A manipulação de imagem nas redes sociais e seus malefícios à saúde mental
Enviada em 05/07/2021
Promulgada pela ONU em 1948, a Declaração Universal dos Direitos Humanos garante a todos os indivíduos o direito a saúde e ao bem-estar social. Entretanto, no Brasil, a manipulação de imagens nas redes sociais impossibilita que parcela da população desfrute desse direito universal na prática. Nessa perspectiva, faz-se necessária a análise do papel da escola e da família a respeito da saúde mental dos jovens.
Em primeiro lugar, é importante destacar que a saúde é o fator principal no desenvolvimento de um país. Dito isso, é de extrema importância que as escolas debatam sobre os cuidados com a saúde mental dos seus jovens. Contudo, a realidade é justamente o oposto e o resultado desse contraste é claramente refletido no alto número jovens com depressão por não estarem bem com sua aparência. E por esse motivo, aplicativos como o Instagram vão começar a retirar de suas plataformas, filtros que simulam cirurgias plásticas ou outros procedimentos estéticos, pois situações como essas são prejudiciais ao bem-estar da sociedade.
Faz-se necessário, ainda, salientar que a falta de discussão sobre esse assunto por parte da família é um grande impulsionador do problema. Diante disso, é visto que tal assunto precisa ser falado de forma que chegue muito além das redes sociais, pois é algo que, se não for tratado logo, pode se tornar um problema para a sociedade com capacidade de levar crianças e jovens a desenvolverem doenças como ansiedade e depressão.

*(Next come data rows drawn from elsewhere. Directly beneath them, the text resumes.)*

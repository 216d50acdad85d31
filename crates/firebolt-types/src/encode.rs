//! Formatting of Rust values into SQL literals and wire parameters.

use chrono::Utc;
use serde_json::{Number, Value as Json, json};

use crate::error::{Result, TypeError};
use crate::value::Value;

/// Escape set used when rendering string literals.
///
/// The current server accepts doubled single quotes and does not treat
/// backslash as an escape character; the legacy (V1) dialect does, so
/// backslashes must be doubled there.
#[derive(Debug, Clone, Copy, PartialEq, Eq, Default)]
pub enum EscapeStyle {
    /// Current dialect: `'` → `''`, NUL → `\0`.
    #[default]
    V2,
    /// Legacy dialect: additionally `\` → `\\`.
    V1,
}

/// Render a value as a SQL literal for client-side parameter substitution.
pub fn format_value(value: &Value, style: EscapeStyle) -> Result<String> {
    match value {
        Value::Null => Ok("NULL".to_owned()),
        Value::Bool(b) => Ok(if *b { "true" } else { "false" }.to_owned()),
        Value::Int(i) => Ok(i.to_string()),
        Value::Float(f) => Ok(f.to_string()),
        Value::Decimal(d) => Ok(d.to_string()),
        Value::Str(s) => Ok(quote_string(s, style)),
        Value::Date(d) => Ok(format!("'{}'", d.format("%Y-%m-%d"))),
        Value::DateTime(dt) => Ok(format!("'{}'", dt.format("%Y-%m-%d %H:%M:%S"))),
        // Offset-aware timestamps are normalized to UTC before formatting.
        Value::DateTimeTz(dt) => Ok(format!(
            "'{}'",
            dt.with_timezone(&Utc).format("%Y-%m-%d %H:%M:%S")
        )),
        Value::Bytes(b) => Ok(format_bytes_literal(b)),
        Value::Array(items) => {
            let rendered = items
                .iter()
                .map(|item| format_value(item, style))
                .collect::<Result<Vec<_>>>()?;
            Ok(format!("[{}]", rendered.join(", ")))
        }
        Value::Struct(_) => Err(TypeError::UnsupportedParameter("struct")),
    }
}

fn quote_string(s: &str, style: EscapeStyle) -> String {
    let mut out = String::with_capacity(s.len() + 2);
    out.push('\'');
    for ch in s.chars() {
        match ch {
            '\0' => out.push_str("\\0"),
            '\'' => out.push_str("''"),
            '\\' if style == EscapeStyle::V1 => out.push_str("\\\\"),
            other => out.push(other),
        }
    }
    out.push('\'');
    out
}

fn format_bytes_literal(bytes: &[u8]) -> String {
    let mut out = String::with_capacity(bytes.len() * 4 + 3);
    out.push_str("E'");
    for b in bytes {
        out.push_str(&format!("\\x{b:02x}"));
    }
    out.push('\'');
    out
}

/// Serialize a value for the server-side (`$N`) parameter channel.
///
/// Values travel as JSON inside the `query_parameters` request field; types
/// without a JSON shape are rendered the way the server parses literals.
pub fn to_query_parameter(value: &Value) -> Json {
    match value {
        Value::Null => Json::Null,
        Value::Bool(b) => json!(b),
        Value::Int(i) => json!(i),
        Value::Float(f) => Number::from_f64(*f).map_or_else(|| json!(f.to_string()), Json::Number),
        Value::Decimal(d) => json!(d.to_string()),
        Value::Str(s) => json!(s),
        Value::Date(d) => json!(d.format("%Y-%m-%d").to_string()),
        Value::DateTime(dt) => json!(dt.format("%Y-%m-%d %H:%M:%S%.f").to_string()),
        Value::DateTimeTz(dt) => json!(
            dt.with_timezone(&Utc)
                .format("%Y-%m-%d %H:%M:%S%.f")
                .to_string()
        ),
        Value::Bytes(b) => {
            let mut out = String::with_capacity(b.len() * 4);
            for byte in b.iter() {
                out.push_str(&format!("\\x{byte:02x}"));
            }
            json!(out)
        }
        Value::Array(items) => Json::Array(items.iter().map(to_query_parameter).collect()),
        Value::Struct(fields) => Json::Object(
            fields
                .iter()
                .map(|(name, v)| (name.clone(), to_query_parameter(v)))
                .collect(),
        ),
    }
}
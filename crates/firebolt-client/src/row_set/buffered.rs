//! Eager (in-memory) result decoding.

use firebolt_types::{Column, Value};
use serde::Deserialize;

use crate::error::{Error, Result, StructuredError};
use crate::row_set::json_lines::RawColumn;
use crate::row_set::{Statistics, parse_row};

#[derive(Deserialize)]
struct RawResponse {
    meta: Vec<RawColumn>,
    data: Vec<Vec<serde_json::Value>>,
    #[serde(default)]
    statistics: Option<Statistics>,
}

/// One decoded result block.
struct Block {
    row_count: i64,
    columns: Vec<Column>,
    statistics: Option<Statistics>,
    rows: Vec<Vec<serde_json::Value>>,
}

impl Block {
    fn empty() -> Self {
        Self {
            row_count: -1,
            columns: Vec::new(),
            statistics: None,
            rows: Vec::new(),
        }
    }
}

/// A row set holding every block fully in memory.
///
/// Bodies are decoded with numeric tokens preserved verbatim, so
/// arbitrary-precision decimals survive; cells are converted to typed values
/// lazily as rows are fetched.
pub struct BufferedRowSet {
    blocks: Vec<Block>,
    current: usize,
    row_idx: usize,
}

impl Default for BufferedRowSet {
    fn default() -> Self {
        Self::new()
    }
}

impl BufferedRowSet {
    /// Create an empty row set; blocks are appended per statement.
    #[must_use]
    pub fn new() -> Self {
        Self {
            blocks: Vec::new(),
            current: 0,
            row_idx: 0,
        }
    }

    /// Append the block for a response with an empty body (DDL and friends):
    /// unknown row count, no columns, no rows.
    pub fn append_empty_response(&mut self) {
        self.blocks.push(Block::empty());
    }

    /// Decode a response body and append its block.
    pub fn append_response(&mut self, body: &[u8]) -> Result<()> {
        if body.is_empty() {
            self.append_empty_response();
            return Ok(());
        }

        // Check for a structured error payload before requiring the result
        // shape; error bodies carry no meta/data.
        let parsed: serde_json::Value = serde_json::from_slice(body)
            .map_err(|e| Error::Data(format!("Invalid query data format: {e}")))?;
        if let Some(errors) = parsed.get("errors").and_then(|e| e.as_array()) {
            if !errors.is_empty() {
                let errors = errors
                    .iter()
                    .filter_map(|e| serde_json::from_value(e.clone()).ok())
                    .collect();
                return Err(Error::Structured(StructuredError::new(errors)));
            }
        }

        let raw: RawResponse = serde_json::from_value(parsed)
            .map_err(|e| Error::Data(format!("Invalid query data format: {e}")))?;
        let columns = raw
            .meta
            .iter()
            .map(|c| Column::new(c.name.clone(), firebolt_types::parse_type(&c.type_str)))
            .collect();
        self.blocks.push(Block {
            row_count: raw.data.len() as i64,
            columns,
            statistics: raw.statistics,
            rows: raw.data,
        });
        Ok(())
    }

    fn block(&self) -> Option<&Block> {
        self.blocks.get(self.current)
    }

    /// Columns of the current block.
    #[must_use]
    pub fn columns(&self) -> &[Column] {
        self.block().map_or(&[], |b| &b.columns)
    }

    /// Row count of the current block (−1 when unknown).
    #[must_use]
    pub fn row_count(&self) -> i64 {
        self.block().map_or(-1, |b| b.row_count)
    }

    /// Statistics of the current block.
    #[must_use]
    pub fn statistics(&self) -> Option<&Statistics> {
        self.block().and_then(|b| b.statistics.as_ref())
    }

    /// Fetch and type-convert the next row of the current block.
    pub fn next_row(&mut self) -> Result<Option<Vec<Value>>> {
        let Some(block) = self.blocks.get(self.current) else {
            return Err(Error::Data("No results available.".to_owned()));
        };
        if block.row_count == -1 {
            return Err(Error::Data("no rows to fetch".to_owned()));
        }
        if self.row_idx >= block.rows.len() {
            return Ok(None);
        }
        let row = parse_row(&block.rows[self.row_idx], &block.columns)?;
        self.row_idx += 1;
        Ok(Some(row))
    }

    /// Advance to the next block, if one exists.
    pub fn next_set(&mut self) -> bool {
        if self.current + 1 < self.blocks.len() {
            self.current += 1;
            self.row_idx = 0;
            true
        } else {
            false
        }
    }

    /// Release held rows.
    pub fn close(&mut self) {
        self.blocks.clear();
        self.current = 0;
        self.row_idx = 0;
    }
}

#[cfg(test)]
#[allow(clippy::unwrap_used)]
mod tests {
    use super::*;
    use firebolt_types::SqlType;

    const BODY: &[u8] = br#"{
        "meta": [{"name": "id", "type": "Int32"}, {"name": "name", "type": "String"}],
        "data": [[1, "a"], [2, "b"]],
        "rows": 2,
        "statistics": {"elapsed": 0.01, "rows_read": 2, "bytes_read": 10,
                       "time_before_execution": 0.001, "time_to_execute": 0.009}
    }"#;

    #[test]
    fn test_append_and_fetch() {
        let mut rs = BufferedRowSet::new();
        rs.append_response(BODY).unwrap();
        assert_eq!(rs.row_count(), 2);
        assert_eq!(rs.columns().len(), 2);
        assert_eq!(rs.columns()[0].type_code, SqlType::Int);
        assert_eq!(
            rs.next_row().unwrap(),
            Some(vec![Value::Int(1), Value::Str("a".to_owned())])
        );
        assert_eq!(
            rs.next_row().unwrap(),
            Some(vec![Value::Int(2), Value::Str("b".to_owned())])
        );
        assert_eq!(rs.next_row().unwrap(), None);
        assert!(rs.statistics().is_some());
    }

    #[test]
    fn test_empty_body_block() {
        let mut rs = BufferedRowSet::new();
        rs.append_response(b"").unwrap();
        assert_eq!(rs.row_count(), -1);
        assert!(rs.columns().is_empty());
        // Fetching from a DDL block is a data error.
        assert!(matches!(rs.next_row(), Err(Error::Data(_))));
    }

    #[test]
    fn test_multiple_blocks_and_nextset() {
        let mut rs = BufferedRowSet::new();
        rs.append_response(BODY).unwrap();
        rs.append_empty_response();
        assert_eq!(rs.row_count(), 2);
        assert!(rs.next_set());
        assert_eq!(rs.row_count(), -1);
        assert!(!rs.next_set());
    }

    #[test]
    fn test_nextset_resets_row_position() {
        let mut rs = BufferedRowSet::new();
        rs.append_response(BODY).unwrap();
        rs.append_response(BODY).unwrap();
        rs.next_row().unwrap();
        assert!(rs.next_set());
        assert_eq!(
            rs.next_row().unwrap(),
            Some(vec![Value::Int(1), Value::Str("a".to_owned())])
        );
    }

    #[test]
    fn test_errors_array_raises_structured() {
        let mut rs = BufferedRowSet::new();
        let err = rs
            .append_response(br#"{"errors": [{"name": "Bad", "description": "no"}]}"#)
            .unwrap_err();
        assert!(matches!(err, Error::Structured(_)));
    }

    #[test]
    fn test_malformed_body_is_data_error() {
        let mut rs = BufferedRowSet::new();
        assert!(matches!(
            rs.append_response(b"{\"meta\": []}"),
            Err(Error::Data(_))
        ));
        assert!(matches!(rs.append_response(b"not json"), Err(Error::Data(_))));
    }

    #[test]
    fn test_decimal_precision_survives_buffering() {
        use bigdecimal::BigDecimal;
        use std::str::FromStr;

        let body = br#"{
            "meta": [{"name": "d", "type": "Decimal(38, 30)"}],
            "data": [[12345678.901234567890123456789012345678]],
            "rows": 1
        }"#;
        let mut rs = BufferedRowSet::new();
        rs.append_response(body).unwrap();
        let row = rs.next_row().unwrap().unwrap();
        assert_eq!(
            row[0],
            Value::Decimal(
                BigDecimal::from_str("12345678.901234567890123456789012345678").unwrap()
            )
        );
    }
}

Dessa forma, percebe-se a ineficácia da família no que se refere ao bem-estar dos jovens. Portanto, é necessário que as escolas juntamente com o Ministério da Saúde passem a investir em projetos e campanhas afim de acabar com essa ideia de padrão de beleza perfeito. E cabe a família conversar mais sobre o assunto com seus jovens, dessa forma, haverá uma sociedade saudável e mais integrada.